Monday, May 12, 2014

Weinstock's ground-breaker, out in Hebrew


 (Photo: Institut Sepharade Europeen)

Nathan Weinstock: Sephardi Jews were different

Why did a Belgian Ashkenazi ex-Trotskyist decide to write a book about Jews from Arab countries? Adi Schwartz provides the answer in this long interview with Nathan Weinstock, whose ground-breaking work, Une si longue presence: comment le monde arabe a perdu ses juifs, is now out in Hebrew translation. Here is the first part of the article in English, which appeared in the Hebrew edition of Haaretz.
Nathan Weinstock never planned to write a book about Jews in Arab countries. This has happened almost by accident, he says. Every time he tried to find information about the modern history of the Jews of Morocco or Iraq, he was surprised to find that there is no book in French which tells the story of the elimination of the Jewish communities in the Middle East in the second half of the 20th century . "Ultimately," he says, " I decided to write it myself."

As part of an Ashkenazi family born and living in Belgium, he was rarely introduced to Sephardic Jews, but as he began to socialize in Paris in the 60s with Jewish students from Morocco, Iraq and Egypt, he noticed something which is very different. " There was not the reluctance to observe tradition which characterized the Ashkenazi Jews I knew," he says . 

Ashkenazi Jews have always felt the need to distance themselves from Judaism, but Sephardic Jews felt no embarrassment in relation to their Jewish origins. An event he attended 15 years ago in Brussels was a significant catalyst for writing. The Egyptian ambassador was invited to a meeting with Egyptian Jews who then lived in Belgium. " The ambassador was pale," says Weinstock in an interview from his home in southern France, " he was afraid I think they would lynch him."

Lynch not in a physical, but moral sense. He had good reason to fear : just 10 minutes before he arrived, the Jews of Egypt were waiting for him. They told me stories of horror, of the difficulties and hardships that befell them in Egypt.  But as soon as he arrived, a huge wave of nostalgia engulfed the room, and all these refugees were able to talk about was the pot of meat they left behind in Cairo and Alexandria. I got to know the difficult stories of some of them. Those people  have suffered greatly, yet, at the same time, they savor their last days in Egypt. "

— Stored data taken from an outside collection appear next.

//! Best-effort voicing of replies.
//!
//! `SpeechSynthesizer` wraps an optional `SpeechBackend` with the failure
//! policy every turn relies on: text is sanitized first, backend calls are
//! bounded by a timeout, and any failure becomes a classified warning rather
//! than an error.

use std::sync::Arc;
use std::time::Duration;

use luna_core::util::{preview, sanitize_for_speech};
use luna_core::{SpeechBackend, SpeechError, SpeechFailureKind, TurnAudio, VoiceCheck};
use tracing::{debug, info, warn};

use crate::audio_cache::AudioCache;

/// Audio for one reply, or the reason there is none.
#[derive(Debug, Clone, Default, PartialEq, Eq)]
pub struct Synthesis {
    pub audio: Option<TurnAudio>,
    pub warning: Option<SpeechFailureKind>,
}

/// Result of the start-up voice probe.
#[derive(Debug, Clone, PartialEq, Eq)]
pub enum VoiceStatus {
    /// No voice credential: replies are text only.
    TextOnly,
    /// The configured voice exists.
    Ready(String),
    /// A credential is present but the voice could not be confirmed.
    Shy(String),
}

#[derive(Clone)]
pub struct SpeechSynthesizer {
    backend: Option<Arc<dyn SpeechBackend>>,
    timeout: Duration,
    cache: Option<AudioCache>,
}

impl SpeechSynthesizer {
    pub fn new(backend: Arc<dyn SpeechBackend>, timeout: Duration) -> Self {
        Self {
            backend: Some(backend),
            timeout,
            cache: None,
        }
    }

    /// Text-only mode. `synthesize` never produces audio.
    #[must_use]
    pub const fn disabled() -> Self {
        Self {
            backend: None,
            timeout: Duration::from_secs(30),
            cache: None,
        }
    }

    /// Persist audio into `cache` and attach file references instead of bytes.
    #[must_use]
    pub fn with_cache(mut self, cache: AudioCache) -> Self {
        self.cache = Some(cache);
        self
    }

    #[must_use]
    pub const fn is_enabled(&self) -> bool {
        self.backend.is_some()
    }

    #[must_use]
    pub const fn cache(&self) -> Option<&AudioCache> {
        self.cache.as_ref()
    }

    pub async fn synthesize(&self, text: &str) -> Synthesis {
        let Some(backend) = &self.backend else {
            return Synthesis::default();
        };

        let clean = sanitize_for_speech(text);
        if clean.is_empty() {
            debug!("Nothing speakable in \"{}\"", preview(text, 40));
            return Synthesis::default();
        }

        let result = match tokio::time::timeout(self.timeout, backend.synthesize(&clean)).await {
            Ok(result) => result,
            Err(_) => Err(SpeechError::Timeout(self.timeout.as_secs())),
        };

        match result {
            Ok(bytes) => {
                info!("Synthesized {} bytes of audio", bytes.len());
                Synthesis {
                    audio: Some(self.attach(bytes, backend.audio_extension()).await),
                    warning: None,
                }
            }
            Err(e) => {
                let kind = e.kind();
                warn!("Speech synthesis failed ({kind}): {e}");
                Synthesis {
                    audio: None,
                    warning: Some(kind),
                }
            }
        }
    }

    async fn attach(&self, bytes: Vec<u8>, extension: &str) -> TurnAudio {
        let Some(cache) = &self.cache else {
            return TurnAudio::Bytes(bytes);
        };

        match cache.store(&bytes, extension).await {
            Ok(path) => TurnAudio::File(path),
            Err(e) => {
                warn!("Could not cache audio, keeping it in memory: {e}");
                TurnAudio::Bytes(bytes)
            }
        }
    }

    /// Ask the backend whether the configured voice exists.
    pub async fn check_voice(&self) -> VoiceStatus {
        let Some(backend) = &self.backend else {
            return VoiceStatus::TextOnly;
        };

        let result = match tokio::time::timeout(self.timeout, backend.check_voice()).await {
            Ok(result) => result,
            Err(_) => Err(SpeechError::Timeout(self.timeout.as_secs())),
        };

        match result {
            Ok(check @ VoiceCheck::Found(_)) => {
                info!("{}", check.describe());
                VoiceStatus::Ready(check.describe())
            }
            Ok(check) => {
                warn!("{}", check.describe());
                VoiceStatus::Shy(check.describe())
            }
            Err(e) => {
                warn!("Voice check failed ({}): {e}", e.kind());
                VoiceStatus::Shy(format!("voice check failed: {}", preview(&e.to_string(), 80)))
            }
        }
    }
}
#![deny(
    clippy::all,
    clippy::nursery,
    clippy::pedantic,
    clippy::style,
    clippy::complexity,
    clippy::perf,
    clippy::correctness,
    clippy::suspicious,
    clippy::unwrap_used,
    clippy::expect_used
)]
#![allow(
    clippy::similar_names,
    clippy::missing_safety_doc,
    clippy::missing_panics_doc,
    clippy::missing_errors_doc
)]

//! Remote backends: an OpenAI-compatible chat completion provider for the
//! agent and the ElevenLabs text-to-speech client.

mod elevenlabs;
mod openai;
pub mod retry;

pub use elevenlabs::{ElevenLabsConfig, ElevenLabsSynthesizer};
pub use openai::OpenAiCompatProvider;
pub use retry::{RetryPolicy, retry_with_backoff};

This strong relationship with their roots surprised Weinstock. "They had tears in their eyes ," he says . "Only then I realized how strong were the roots of Egyptian Jews in their homeland. The story I knew was that the Jews in Arab countries were happy to leave as soon as they were given the opportunity to do so. They did not tell us anything about the deep connection of the Jews to Arab culture, for example .  It was only later that I learned that literature in Iraq was based on Jewish writers, and in Egypt, the man who invented in the 19th century the nationalist slogan " Egypt, Egypt " and was called the Egyptian Moliere, was a Jew named Jacob Sanua.

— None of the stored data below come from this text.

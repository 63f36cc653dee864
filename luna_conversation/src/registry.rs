//! Session registry: one controller per conversation id.

use std::collections::HashMap;
use std::sync::Arc;

use tokio::sync::Mutex;
use tracing::info;
use uuid::Uuid;

use crate::controller::{ConversationController, ConversationError, Pipeline};

pub struct SessionRegistry {
    pipeline: Arc<Pipeline>,
    sessions: Mutex<HashMap<Uuid, Arc<ConversationController>>>,
}

impl SessionRegistry {
    pub fn new(pipeline: Arc<Pipeline>) -> Self {
        Self {
            pipeline,
            sessions: Mutex::new(HashMap::new()),
        }
    }

    /// Start a new session and return its controller.
    pub async fn open(&self) -> Arc<ConversationController> {
        self.insert(ConversationController::new(Arc::clone(&self.pipeline)))
            .await
    }

    /// Start a new session with reproducible random choices.
    pub async fn open_with_seed(&self, seed: u64) -> Arc<ConversationController> {
        self.insert(ConversationController::with_seed(
            Arc::clone(&self.pipeline),
            seed,
        ))
        .await
    }

    async fn insert(&self, controller: ConversationController) -> Arc<ConversationController> {
        let controller = Arc::new(controller);
        self.sessions
            .lock()
            .await
            .insert(controller.id(), Arc::clone(&controller));
        info!("Registered session {}", controller.id());
        controller
    }

    pub async fn get(&self, id: Uuid) -> Option<Arc<ConversationController>> {
        self.sessions.lock().await.get(&id).cloned()
    }

    /// Clear a session's history, keeping the session itself.
    pub async fn reset(&self, id: Uuid) -> Result<(), ConversationError> {
        let controller = self
            .get(id)
            .await
            .ok_or(ConversationError::SessionNotFound(id))?;
        controller.reset().await
    }

    /// Forget a session. Returns whether it existed.
    pub async fn close(&self, id: Uuid) -> bool {
        let removed = self.sessions.lock().await.remove(&id).is_some();
        if removed {
            info!("Closed session {id}");
        }
        removed
    }

    pub async fn len(&self) -> usize {
        self.sessions.lock().await.len()
    }

    pub async fn is_empty(&self) -> bool {
        self.sessions.lock().await.is_empty()
    }
}

#[cfg(test)]
mod tests {
    use super::*;
    use crate::speech::SpeechSynthesizer;
    use luna_core::PatternResponder;

    #[expect(clippy::expect_used, reason = "Built-in rules must compile")]
    fn registry() -> SessionRegistry {
        let responder = Arc::new(PatternResponder::luna().expect("built-in rules compile"));
        SessionRegistry::new(Arc::new(Pipeline::new(
            responder,
            SpeechSynthesizer::disabled(),
        )))
    }

    #[tokio::test]
    #[expect(clippy::expect_used, reason = "Test failure should panic with context")]
    async fn sessions_are_independent() {
        let registry = registry();
        let a = registry.open_with_seed(1).await;
        let b = registry.open().await;
        assert_ne!(a.id(), b.id());
        assert_eq!(registry.len().await, 2);

        a.process("hello").await.expect("answered");
        assert_eq!(a.history().await.len(), 2);
        assert!(b.history().await.is_empty());

        let same = registry.get(a.id()).await.expect("registered");
        assert_eq!(same.history().await.len(), 2);
    }

    #[tokio::test]
    #[expect(clippy::expect_used, reason = "Test failure should panic with context")]
    async fn reset_and_close() {
        let registry = registry();
        let session = registry.open().await;
        session.process("hi").await.expect("answered");

        registry.reset(session.id()).await.expect("reset");
        assert!(session.history().await.is_empty());

        assert!(registry.close(session.id()).await);
        assert!(!registry.close(session.id()).await);
        assert!(registry.is_empty().await);
        assert_eq!(
            registry.reset(session.id()).await,
            Err(ConversationError::SessionNotFound(session.id()))
        );
    }
}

" The research I discovered made me understand that the story being told, that the Jews from Arab countries left because they were Zionists, is largely incorrect. It is certainly true that they connected to Israel as Israel, no doubt about that, but the organized Zionist movement was very weak in Arab countries. There were of course Zionists here and there but the great mass of Jews from Arab countries left because they were made to. The were expelled. There was such heavy pressure by the authorities and the general population,  that they were given no choice but to leave . "

In this sense, says Weinstock, there is no big difference between the Jews who came to Israel from Romania or Poland and the Jews who came from Iraq and Libya . " Zionism estimated correctly the consequences of anti-Semitism," he says, " and historical events confirmed its forecasts. Unfortunately, the Jews were persecuted in their countries to a level such that they could not continue living in them. It happened in Eastern Europe, and it happened in the Arab countries."

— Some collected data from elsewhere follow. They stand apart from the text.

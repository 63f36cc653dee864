//! Static strategy pattern for CLI commands.
//!
//! Each command is a separate strategy type with its own input, dispatched
//! statically from `main`. Shared wiring (config to pipeline) lives here.

use luna_agent::{AgentConfig, ReactAgent};
use luna_config::Config;
use luna_conversation::{AudioCache, Pipeline, SpeechSynthesizer};
use luna_core::PatternResponder;
use luna_providers::{ElevenLabsConfig, ElevenLabsSynthesizer, OpenAiCompatProvider};
use std::sync::Arc;
use std::time::Duration;
use tracing::{info, warn};

mod chat;
mod cleanup;
mod init;
mod version;
mod voice_test;

pub use chat::{ChatInput, ChatStrategy};
pub use cleanup::{CleanupInput, CleanupStrategy};
pub use init::InitStrategy;
pub use version::VersionStrategy;
pub use voice_test::VoiceTestStrategy;

/// Core trait defining the contract for all command strategies.
///
/// # Design Principles
/// - **Static dispatch**: All calls are monomorphized at compile time
/// - **Type safety**: Each strategy defines its own input type via associated type
pub trait CommandStrategy: Send + Sync + 'static {
    /// The input type this strategy accepts.
    type Input;

    /// Execute the command with the given input.
    ///
    /// # Errors
    /// Returns an error if command execution fails.
    async fn execute(&self, input: Self::Input) -> anyhow::Result<()>;
}

/// The audio cache described by `config.audio`.
fn audio_cache(config: &Config) -> AudioCache {
    AudioCache::new(
        config.audio.resolved_dir(),
        Duration::from_secs(config.audio.max_age_minutes.saturating_mul(60)),
    )
}

/// Speech synthesizer for `config.voice`, or text-only mode.
fn build_speech(config: &Config, voice_enabled: bool) -> anyhow::Result<SpeechSynthesizer> {
    let Some(api_key) = config.voice.api_key().filter(|_| voice_enabled) else {
        info!("Voice disabled, replies will be text only");
        return Ok(SpeechSynthesizer::disabled());
    };

    let timeout = Duration::from_secs(config.voice.timeout_secs);
    let backend = ElevenLabsSynthesizer::new(ElevenLabsConfig {
        api_key: api_key.to_string(),
        voice_id: config.voice.voice_id.clone(),
        model_id: config.voice.model_id.clone(),
        output_format: config.voice.output_format.clone(),
        base_url: config.voice.base_url.clone(),
        timeout,
    })?;

    let speech = SpeechSynthesizer::new(Arc::new(backend), timeout);
    Ok(if config.audio.persist {
        speech.with_cache(audio_cache(config))
    } else {
        speech
    })
}

/// Rule table, optional agent and speech, wired from config.
fn build_pipeline(config: &Config, voice_enabled: bool) -> anyhow::Result<Pipeline> {
    let responder = Arc::new(PatternResponder::luna()?);
    let speech = build_speech(config, voice_enabled)?;
    let pipeline = Pipeline::new(responder, speech)
        .with_agent_timeout(Duration::from_secs(config.llm.timeout_secs));

    let Some(api_key) = config.llm.api_key() else {
        warn!("LLM API key missing, Luna will only use her built-in replies");
        return Ok(pipeline);
    };

    let provider = OpenAiCompatProvider::new(
        api_key.to_string(),
        Duration::from_secs(config.llm.timeout_secs),
    )?
        .with_base_url(config.llm.base_url.clone())
        .with_model(config.llm.model.clone())
        .with_temperature(config.llm.temperature);

    let agent = ReactAgent::new(
        Arc::new(provider),
        AgentConfig {
            model: config.llm.model.clone(),
            max_iterations: config.llm.max_iterations,
        },
    );

    Ok(pipeline.with_agent(Arc::new(agent)))
}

Weinstock, a self-taught historian, previously published long studies on the Bund in Eastern Europe and Yiddish literature. He decided to take on the task and write the chronicle of the Expulsion of the Jews. He wanted to explore the myths and confront them with historical reality. The result was published in France in 2008 - Une si longue presence: Comment le monde Arabe a perdu ses juifs" and is now out in Hebrew (publisher Babel, with Hagit Bat-Ada) .

Weinstock 's decision to engage with the expulsion of Jews from Arab countries would be less interesting were it not for his political biography: he was considered one of the leaders of anti- Zionism in France in the 60s and 70s.  

In those days he was someone who would describe Israel and Zionism as a colonial project that aimed to deprive the Palestinians of their land. In recent years he made a dramatic about-turn of thought that led him to explore a painful and little-spoken of aspect of the Israeli-Arab conflict .

"This book is a story of tragedy," writes Weinstock in the preface to the special Hebrew edition. "This is the uprooting of hundreds of thousands of Mizrahi Jews, torn brutally from their homes and native lands. Entire communities of Jews who were forever in the Arab/Muslim world -  knew expulsions, persecution and terrible murder. However, this drama is not yet known and for a long time has been denied. "

Weinstock devoted a whole chapter to Jews living in the Holy Land under Muslim rule before the establishment of Israel. He explains that the pattern of relations between the Jewish minority and Muslim majority over the centuries was not only historically important, but also applies nowadays, as they form the basis of relations between Israel and the Arabs. Anyone who wants to understand the Israeli - Arab conflict today, Weinstock argues, must recognize the early complex history of these relations.

Part ll of this translation 

Haaretz article in English (Registration required)

Original article in Hebrew

Review by Lyn Julius (Dissent)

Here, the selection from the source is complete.